No one was injured and no oil spilled in the accident, which occurred when one of two large ringer cranes, which were attached to the barge and reached to the underside of the new bridge, tipped over at 12:15 p.m., said Andrew Gordon, spokesman for the Bay Bridge project.
The cranes were working in tandem on the north side of the bridge, just east of the span’s lone tower, using a steel lowering frame to remove a section of the steel structure that had supported the deck of the bridge’s signature span until the tower was assembled and the suspension cable installed.

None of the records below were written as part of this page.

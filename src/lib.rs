pub mod agent_core;
pub mod config;
pub mod inference;
pub mod server;
pub mod site;

use std::path::{Path, PathBuf};
use std::sync::Arc;

use anyhow::Context;

use agent_core::{Assistant, ToolRegistry};
use config::AssistantConfig;
use inference::InferenceClient;
use site::{ContentFetcher, HttpPageSource, UrlIndex};

/// Return the platform-standard data directory for the assistant.
///
/// - macOS: `~/Library/Application Support/site-assistant/`
/// - Windows: `{FOLDERID_RoamingAppData}\site-assistant\`
/// - Linux: `$XDG_DATA_HOME/site-assistant/` (fallback `~/.local/share/...`)
///
/// Falls back to `~/.site-assistant/` only if none of the above can be resolved.
pub fn data_dir() -> PathBuf {
    if let Some(dir) = dirs::data_dir() {
        return dir.join("site-assistant");
    }
    dirs::home_dir()
        .unwrap_or_else(|| PathBuf::from("."))
        .join(".site-assistant")
}

/// Initialize the tracing subscriber.
///
/// With `log_to_file`, logs go to `assistant.log` in the data directory:
/// 1. Rotates existing logs (assistant.log → .1 → .2 → .3, keeps last 3).
/// 2. Opens a fresh assistant.log with a line-flushing writer.
/// 3. Logs a startup banner with the log path.
///
/// Otherwise logs go to stderr. Returns the log file path when one is used.
pub fn init_tracing(log_to_file: bool) -> anyhow::Result<Option<PathBuf>> {
    use tracing_subscriber::fmt;
    use tracing_subscriber::EnvFilter;

    let filter = EnvFilter::try_from_default_env()
        .unwrap_or_else(|_| EnvFilter::new("site_assistant=info,warn"));

    let log_path = if log_to_file {
        let log_dir = data_dir();
        std::fs::create_dir_all(&log_dir)
            .with_context(|| format!("creating log directory {}", log_dir.display()))?;
        let log_path = log_dir.join("assistant.log");

        rotate_log_file(&log_path, 3);

        let log_file = std::fs::OpenOptions::new()
            .create(true)
            .append(true)
            .open(&log_path)
            .with_context(|| format!("opening {}", log_path.display()))?;

        fmt::fmt()
            .with_env_filter(filter)
            .with_writer(FlushingWriter::new(log_file))
            .with_ansi(false)
            .with_target(true)
            .with_thread_ids(false)
            .try_init()
            .map_err(|e| anyhow::anyhow!("installing tracing subscriber: {e}"))?;
        Some(log_path)
    } else {
        fmt::fmt()
            .with_env_filter(filter)
            .with_writer(std::io::stderr)
            .with_target(true)
            .try_init()
            .map_err(|e| anyhow::anyhow!("installing tracing subscriber: {e}"))?;
        None
    };

    let destination = log_path
        .as_deref()
        .map(|p| p.display().to_string())
        .unwrap_or_else(|| "stderr".into());
    tracing::info!(
        version = env!("CARGO_PKG_VERSION"),
        log_file = %destination,
        pid = std::process::id(),
        "=== site-assistant starting ==="
    );

    Ok(log_path)
}

/// Rotate log files: `assistant.log` → `assistant.log.1` → `.2` → … → `.{keep}`.
///
/// Oldest file beyond `keep` is deleted. Missing files in the chain are skipped.
fn rotate_log_file(base_path: &Path, keep: u32) {
    let oldest = format!("{}.{keep}", base_path.display());
    let _ = std::fs::remove_file(&oldest);

    for i in (1..keep).rev() {
        let from = format!("{}.{i}", base_path.display());
        let to = format!("{}.{}", base_path.display(), i + 1);
        let _ = std::fs::rename(&from, &to);
    }

    if base_path.exists() {
        let to = format!("{}.1", base_path.display());
        let _ = std::fs::rename(base_path, &to);
    }
}

/// A writer that wraps `std::fs::File` and flushes after every write,
/// so each log line is on disk immediately.
#[derive(Clone)]
struct FlushingWriter {
    file: Arc<std::sync::Mutex<std::fs::File>>,
}

impl FlushingWriter {
    fn new(file: std::fs::File) -> Self {
        Self {
            file: Arc::new(std::sync::Mutex::new(file)),
        }
    }
}

impl std::io::Write for FlushingWriter {
    fn write(&mut self, buf: &[u8]) -> std::io::Result<usize> {
        let mut f = self
            .file
            .lock()
            .map_err(|e| std::io::Error::other(format!("lock poisoned: {e}")))?;
        let n = std::io::Write::write(&mut *f, buf)?;
        std::io::Write::flush(&mut *f)?;
        Ok(n)
    }

    fn flush(&mut self) -> std::io::Result<()> {
        let mut f = self
            .file
            .lock()
            .map_err(|e| std::io::Error::other(format!("lock poisoned: {e}")))?;
        std::io::Write::flush(&mut *f)
    }
}

impl<'a> tracing_subscriber::fmt::MakeWriter<'a> for FlushingWriter {
    type Writer = FlushingWriter;

    fn make_writer(&'a self) -> Self::Writer {
        self.clone()
    }
}

/// Load the URL index and build the page fetcher. Needs no model credentials.
pub fn build_site(config: &AssistantConfig) -> anyhow::Result<(Arc<UrlIndex>, Arc<ContentFetcher>)> {
    let records = site::sitemap::load_url_records(&config.site.url_lists)
        .context("loading site URL lists")?;
    if records.is_empty() {
        tracing::warn!("no URL lists configured, URL search will return nothing");
    }
    let index = UrlIndex::new(records);
    tracing::info!(urls = index.len(), "URL index ready");

    let source = HttpPageSource::new().context("building page HTTP client")?;
    let fetcher = ContentFetcher::with_cache_limit(Arc::new(source), config.site.cache_max_entries);

    Ok((Arc::new(index), Arc::new(fetcher)))
}

/// Wire the full assistant from configuration.
pub fn build_assistant(config: &AssistantConfig) -> anyhow::Result<Assistant> {
    let (index, fetcher) = build_site(config)?;
    let model = InferenceClient::from_settings(&config.model).context("building model client")?;
    tracing::info!(model = %config.model.model, endpoint = %model.endpoint(), "model client ready");

    let mut assistant = Assistant::new(Arc::new(model), ToolRegistry::new(index, fetcher))
        .with_retry_policy(config.agent.retry.policy())
        .with_max_iterations(config.agent.max_iterations)
        .with_history_window(config.agent.history_window)
        .with_max_sessions(config.agent.max_sessions);
    if let Some(prompt) = &config.site.system_prompt {
        assistant = assistant.with_system_prompt(prompt);
    }
    Ok(assistant)
}

#[cfg(test)]
mod tests {
    use super::*;
    use std::io::Write;

    #[test]
    fn test_rotate_log_file_shifts_and_drops_oldest() {
        let dir = tempfile::tempdir().unwrap();
        let base = dir.path().join("assistant.log");
        for (name, body) in [
            ("assistant.log", "current"),
            ("assistant.log.1", "one"),
            ("assistant.log.2", "two"),
            ("assistant.log.3", "three"),
        ] {
            std::fs::write(dir.path().join(name), body).unwrap();
        }

        rotate_log_file(&base, 3);

        assert!(!base.exists());
        let read = |n: u32| std::fs::read_to_string(format!("{}.{n}", base.display())).unwrap();
        assert_eq!(read(1), "current");
        assert_eq!(read(2), "one");
        assert_eq!(read(3), "two");
    }

    #[test]
    fn test_flushing_writer_writes_through() {
        let dir = tempfile::tempdir().unwrap();
        let path = dir.path().join("out.log");
        let file = std::fs::File::create(&path).unwrap();
        let mut writer = FlushingWriter::new(file);
        writer.write_all(b"line one\n").unwrap();
        assert_eq!(std::fs::read_to_string(&path).unwrap(), "line one\n");
    }

    #[test]
    fn test_build_assistant_requires_api_key() {
        let config = AssistantConfig::default();
        assert!(build_assistant(&config).is_err());
    }

    #[test]
    fn test_build_assistant_loads_url_lists() {
        let dir = tempfile::tempdir().unwrap();
        let list = dir.path().join("pages.txt");
        std::fs::write(&list, "https://site.test/\nhttps://site.test/vps-hosting\n").unwrap();

        let mut config = AssistantConfig::default();
        config.model.api_key = "sk-test".into();
        config.site.url_lists = vec![list];
        config.site.system_prompt = Some("Custom prompt".into());

        let assistant = build_assistant(&config).unwrap();
        assert_eq!(assistant.get_all_urls().len(), 2);
        assert_eq!(assistant.model_name(), "gpt-4o-mini");
    }
}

Positioned at opposite ends of the 88-foot-by-99-foot barge, the cranes were lifting the steel segment from its ends when it slipped loose from the lowering frame and fell to the barge, pulling one crane with it. The steel crashed to the deck of the barge, piercing one section of it and sticking into the bay, Gordon said, though no steel fell into the bay.
The accident occurred beneath the single-tower suspension span where crews have been working for a month to remove a rust-covered temporary support system that was installed in 2009 while the steel bridge deck was being assembled. But as of November, the bridge has supported itself, so construction crews are removing the now unneeded support structure.
Bridge officials said the new east span suffered only minor cosmetic damage – scraped paint – in the accident.
“Nothing happened that would affect the integrity of the structure,” Gordon said.
Construction on the span was suspended after the accident, Gordon said, but is expected to resume Friday. However, the dismantling of the temporary trestle will stop while the accident is investigated. John Goodwin, a spokesman for the Bay Area Toll Authority, a toll bridge oversight agency, said the removal of the temporary supports is not critical to the opening of the $6.3 billion bridge, scheduled for Sept. 3.
American Bridge/Fluor, the contractor building the span, and the Coast Guard will cooperate on an investigation, Gordon said. The Occupational Safety and Health Administration, which looks into workplace accidents, could also investigate.